Fascisms in Germany and Italy Oliver Bleich Mrs. Howell Modern European History 5/22/00 Fascism in Germany and Italy Germany and Italy rose up under new leaders with a new type of governing policy. However, the same policies that caused growth lead to eventual collapse of these nations. Fascism grew because of extreme nationalism, fear, and governmental control. It failed due to absolute power by one man, its own aggressive nature, and lack of organization. Hitlers rise to power can be credited for many reasons. Firstly, the Nazis gave the German middle class a reason why they were having problems, and came up with a solution.
As Hitler explained it by using pseudo science, the Jews were the problem and there was only one solution. Along with this he instituted mass propaganda against the Jews and for the Aryan race. This went a long way to create the kind of nationalism that Hitler was looking for. Soon most of Germany felt like a strong and united people, willing to do anything for their state and their leader. Those who were not, lived in constant fear of the Nazis.
The SS and the SA policed the streets and used excessive violence whenever they felt it necessary. People were either happy to be with Hitler or afraid to oppose him. Hitler had control. With this control Hitler made policies that were actually very beneficial to the middle class. By eliminating large corporations, creating a strong military and increasing industry to equip the military Germany began to grow.
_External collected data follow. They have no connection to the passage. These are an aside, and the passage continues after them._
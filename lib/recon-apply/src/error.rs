use thiserror::Error;

use recon_model::{Id, ModelError, Operation};

#[derive(Error, Debug)]
pub enum ApplyError {
    /// `check` rejected an operation immediately before it was issued —
    /// either the script was scheduled against a tree that has since
    /// diverged, or placeholder resolution produced a stale reference.
    #[error("Apply Error: operation is illegal against current tree state: {op}")]
    IllegalOperation { op: Operation },

    /// The orchestrator's path index has no entry for `id`. Every id a
    /// script references should have been seeded by the initial walk or
    /// inserted by a prior `Add*`/`RenameMove*` in the same run.
    #[error("Apply Error: no known local path for id {id}")]
    UnknownPath { id: Id },

    #[error("Apply Error: local collaborator failed")]
    Local {
        #[source]
        err: Box<dyn std::error::Error + Send + Sync>,
    },

    #[error("Apply Error: cloud collaborator failed")]
    Cloud {
        #[source]
        err: Box<dyn std::error::Error + Send + Sync>,
    },

    #[error("Apply Error: tree invariant violated while applying a checked operation")]
    Model(#[from] ModelError),
}

impl ApplyError {
    pub fn local(err: impl std::error::Error + Send + Sync + 'static) -> ApplyError {
        ApplyError::Local { err: Box::new(err) }
    }
    pub fn cloud(err: impl std::error::Error + Send + Sync + 'static) -> ApplyError {
        ApplyError::Cloud { err: Box::new(err) }
    }
}
use thiserror::Error;

use recon_model::{Id, Operation};

/// Which of the four ambiguous concurrent-edit shapes a conflicting pair
/// falls into. Carried on [`SchedError::AmbiguousEdit`] so the caller can
/// render a precise message without re-deriving it from the two operations.
#[derive(Debug, Clone, Copy, PartialEq, Eq)]
pub enum AmbiguityKind {
    ModifyOfDeleted,
    DoubleModify,
    DoubleRename,
    DoubleMove,
}

impl std::fmt::Display for AmbiguityKind {
    fn fmt(&self, f: &mut std::fmt::Formatter<'_>) -> std::fmt::Result {
        let s = match self {
            AmbiguityKind::ModifyOfDeleted => "modify of deleted",
            AmbiguityKind::DoubleModify => "double modify",
            AmbiguityKind::DoubleRename => "double rename",
            AmbiguityKind::DoubleMove => "double move",
        };
        f.write_str(s)
    }
}

#[derive(Error, Debug, PartialEq)]
pub enum SchedError {
    /// Operator intervention required: the same node was changed
    /// incompatibly on both sides since the last sync. Nothing has been
    /// applied yet.
    #[error("Reconciliation Scheduler Error: ambiguous concurrent edit ({kind}) on {id}\ncloud: {cloud_op}\nlocal: {local_op}")]
    AmbiguousEdit {
        id: Id,
        kind: AmbiguityKind,
        cloud_op: String,
        local_op: String,
    },

    /// The same identifier is a file on one side and a directory on the
    /// other. Indicates a bug upstream (the diff or the input trees), not
    /// an operator-correctable condition.
    #[error("Reconciliation Scheduler Error: id {id} is a file in one change set and a directory in the other")]
    IdKindMismatch { id: Id },

    /// Kahn peeling terminated with non-deferred operations still
    /// unscheduled: the dependency graph has a cycle. This can only happen
    /// if `check_same_node_operations` missed a conflict or the diff
    /// produced an inconsistent script.
    #[error("Reconciliation Scheduler Error: cyclic dependency, {remaining} operations could not be scheduled")]
    CyclicDependency { remaining: usize },

    /// `field_test` found an operation that `check` rejects against the
    /// tree it should apply cleanly to. Signifies a bug in the engine.
    #[error("Reconciliation Scheduler Error: field test failed, operation is illegal: {op}")]
    FieldTestFailed { op: Operation },
}
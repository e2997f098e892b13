use std::collections::HashSet;

use recon_model::{Id, Operation, Tree};

fn has_deleted_ancestor(tree: &Tree, id: &Id, deleted_dirs: &HashSet<&Id>) -> bool {
    let mut current = tree
        .dirs()
        .get(id)
        .map(|dir| dir.parent.clone())
        .unwrap_or_else(|| tree.files().get(id).map(|f| f.parent().clone()));

    while let Some(parent) = current {
        if deleted_dirs.contains(&parent) {
            return true;
        }
        current = tree.dirs().get(&parent).and_then(|d| d.parent.clone());
    }
    false
}

/// Drops any `DelFile`/`DelDir` whose ancestor chain (evaluated against the
/// pre-state `tree`) already contains a `DelDir` from the same script: the
/// cloud removes a directory's whole subtree on one call, so issuing the
/// descendants' own delete calls is redundant traffic. Purely a throughput
/// optimization — the script is correct with or without it.
pub fn optimize_cloud_deletion(script: Vec<Operation>, tree: &Tree) -> Vec<Operation> {
    let deleted_dirs: HashSet<&Id> = script
        .iter()
        .filter_map(|op| match op {
            Operation::DelDir { id } => Some(id),
            _ => None,
        })
        .collect();

    script
        .into_iter()
        .filter(|op| {
            let id = match op {
                Operation::DelFile { id } | Operation::DelDir { id } => id,
                _ => return true,
            };
            !has_deleted_ancestor(tree, id, &deleted_dirs)
        })
        .collect()
}

#[cfg(test)]
mod tests {
    use super::optimize_cloud_deletion;
    use recon_model::{Directory, File, Id, LocalFile, Operation, Tree};

    fn tree_with_nested_subtree() -> Tree {
        let mut tree = Tree::new(Id::real("root"));
        tree.dirs_mut().insert(
            Id::real("d1"),
            Directory::new(Id::real("d1"), "d1", Id::real("root")),
        );
        tree.dirs_mut().insert(
            Id::real("d2"),
            Directory::new(Id::real("d2"), "d2", Id::real("d1")),
        );
        tree.files_mut().insert(
            Id::real("f1"),
            File::Local(LocalFile {
                id: Id::real("f1"),
                name: "f1".into(),
                parent: Id::real("d2"),
                size: 0,
                mtime_ns: 0,
            }),
        );
        tree.reconstruct_by_parents();
        tree
    }

    #[test]
    fn drops_descendants_of_a_deleted_directory() {
        let tree = tree_with_nested_subtree();
        let script = vec![
            Operation::DelDir { id: Id::real("d1") },
            Operation::DelDir { id: Id::real("d2") },
            Operation::DelFile { id: Id::real("f1") },
        ];
        let optimized = optimize_cloud_deletion(script, &tree);
        assert_eq!(optimized, vec![Operation::DelDir { id: Id::real("d1") }]);
    }

    #[test]
    fn keeps_unrelated_deletes() {
        let tree = tree_with_nested_subtree();
        let script = vec![Operation::DelFile { id: Id::real("f1") }];
        let optimized = optimize_cloud_deletion(script, &tree);
        assert_eq!(optimized, vec![Operation::DelFile { id: Id::real("f1") }]);
    }
}
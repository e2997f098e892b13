use rusqlite::{params, Connection, OptionalExtension};

use crate::error::{inerr, StoreError};

pub fn get_config(conn: &Connection, key: &str) -> Result<Option<String>, StoreError> {
    conn.query_row("SELECT value FROM config WHERE key = ?1", params![key], |row| {
        row.get(0)
    })
    .optional()
    .map_err(inerr("get_config"))
}

pub fn require_config(conn: &Connection, key: &str) -> Result<String, StoreError> {
    get_config(conn, key)?.ok_or_else(|| StoreError::MissingConfig { key: key.to_string() })
}

pub fn set_config(conn: &Connection, key: &str, value: &str) -> Result<(), StoreError> {
    conn.execute(
        "INSERT INTO config (key, value) VALUES (?1, ?2)
         ON CONFLICT(key) DO UPDATE SET value = excluded.value",
        params![key, value],
    )
    .map_err(inerr("set_config"))?;
    Ok(())
}

pub fn delete_config(conn: &Connection, key: &str) -> Result<(), StoreError> {
    conn.execute("DELETE FROM config WHERE key = ?1", params![key])
        .map_err(inerr("delete_config"))?;
    Ok(())
}

#[cfg(test)]
mod tests {
    use super::*;
    use crate::schema::open_in_memory;

    #[test]
    fn roundtrips_a_value() {
        let conn = open_in_memory().unwrap();
        assert_eq!(get_config(&conn, "root_id").unwrap(), None);
        set_config(&conn, "root_id", "abc123").unwrap();
        assert_eq!(get_config(&conn, "root_id").unwrap(), Some("abc123".to_string()));
        set_config(&conn, "root_id", "def456").unwrap();
        assert_eq!(get_config(&conn, "root_id").unwrap(), Some("def456".to_string()));
    }

    #[test]
    fn require_config_errors_when_absent() {
        let conn = open_in_memory().unwrap();
        assert!(require_config(&conn, "delta_link").is_err());
    }

    #[test]
    fn delete_removes_the_key() {
        let conn = open_in_memory().unwrap();
        set_config(&conn, "token", "xyz").unwrap();
        delete_config(&conn, "token").unwrap();
        assert_eq!(get_config(&conn, "token").unwrap(), None);
    }
}
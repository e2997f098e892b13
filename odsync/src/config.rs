use std::path::{Path, PathBuf};

use anyhow::{Context, Result};
use serde::{Deserialize, Serialize};

/// The file-backed half of the three-layer configuration (§9.D): `root_id`
/// and `local_path`, the two values the CLI's `--set-root-id`/
/// `--set-location` flags persist. Everything else the core needs at
/// runtime (token, delta_link, last_sync_time, db_version) lives in the
/// `sync-store` database instead.
#[derive(Debug, Default, Clone, Serialize, Deserialize)]
pub struct Config {
    pub root_id: Option<String>,
    pub local_path: Option<PathBuf>,
}

/// Resolves the config file's path: `$ONEDRIVE_CONFIG_PATH` if set,
/// otherwise `<dirs::config_dir()>/odsync/config.toml`.
pub fn config_path() -> Result<PathBuf> {
    if let Ok(path) = std::env::var("ONEDRIVE_CONFIG_PATH") {
        return Ok(PathBuf::from(path));
    }
    let base = dirs::config_dir().context("could not resolve a platform config directory")?;
    Ok(base.join("odsync").join("config.toml"))
}

/// The sqlite database sits next to the TOML file, under the same
/// directory, so `$ONEDRIVE_CONFIG_PATH` relocates both at once.
pub fn db_path(config_path: &Path) -> PathBuf {
    config_path.with_file_name("state.sqlite3")
}

pub fn load(path: &Path) -> Result<Config> {
    if !path.exists() {
        return Ok(Config::default());
    }
    let content = std::fs::read_to_string(path)
        .with_context(|| format!("could not read config file at {}", path.display()))?;
    toml::from_str(&content).with_context(|| format!("could not parse config file at {}", path.display()))
}

pub fn save(path: &Path, config: &Config) -> Result<()> {
    if let Some(parent) = path.parent() {
        std::fs::create_dir_all(parent)
            .with_context(|| format!("could not create config directory at {}", parent.display()))?;
    }
    let content = toml::to_string(config).context("could not serialize config")?;
    std::fs::write(path, content).with_context(|| format!("could not write config file at {}", path.display()))
}
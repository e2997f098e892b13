mod collaborator;
mod error;
mod json;

pub use collaborator::GraphClient;
pub use error::CloudError;
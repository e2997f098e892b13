mod comparators;
mod diff;
mod error;

pub use comparators::{compare_by_content_hash, compare_by_ctag, compare_by_mtime};
pub use diff::diff;
pub use error::DiffError;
There were a lot of problems in Italy. Mussolini used fascism in a very similar manner to Hitler. The way he saw it, Italy was divided into two sections: the north and the south. The northern part of Italy was industrialized while southern almost completely agricultural. Thus, Mussolini wanted to unify the people to create one strong nation.
He went about this by using his own charisma and propaganda. He spoke of the history of Rome and the strength of Italians. He created a military and a police force to keep the people under control. Most, however, followed him because they believed in what he said. In conquering Ethiopia Mussolini was able to prove his own strength and the weakness of the League of Nations.
When he combined forces with Hitler, Italy took the final step in its own progression. Fascism had its faults as well. Through its own aggressive nature both Italy and Germany followed the ideals of fascism directly into war. It is hard to say if these countries might have continued to grow if they had not tried to conquer. Another major problem with Fascism was its reliance on one man. Hitler and Mussolini became the only men who had the authority to make and decision.
This caused great problems within the sate. Problems were slowly dealt with during a time were decisive quick reactions were needed. On top of this poor decisions were made without any sort of counsel. There were no advisers to help these two leaders. It seems that the fear that helped create the power contributed to its downfall because no one would question the solutions the men came up with.
From this also spawned poor organization. For example Hitler, who controlled all of the army, left no power to his generals. Therefore, no one knew exactly what they could and couldnt do. All of these thing contributed to the fall of Fascism.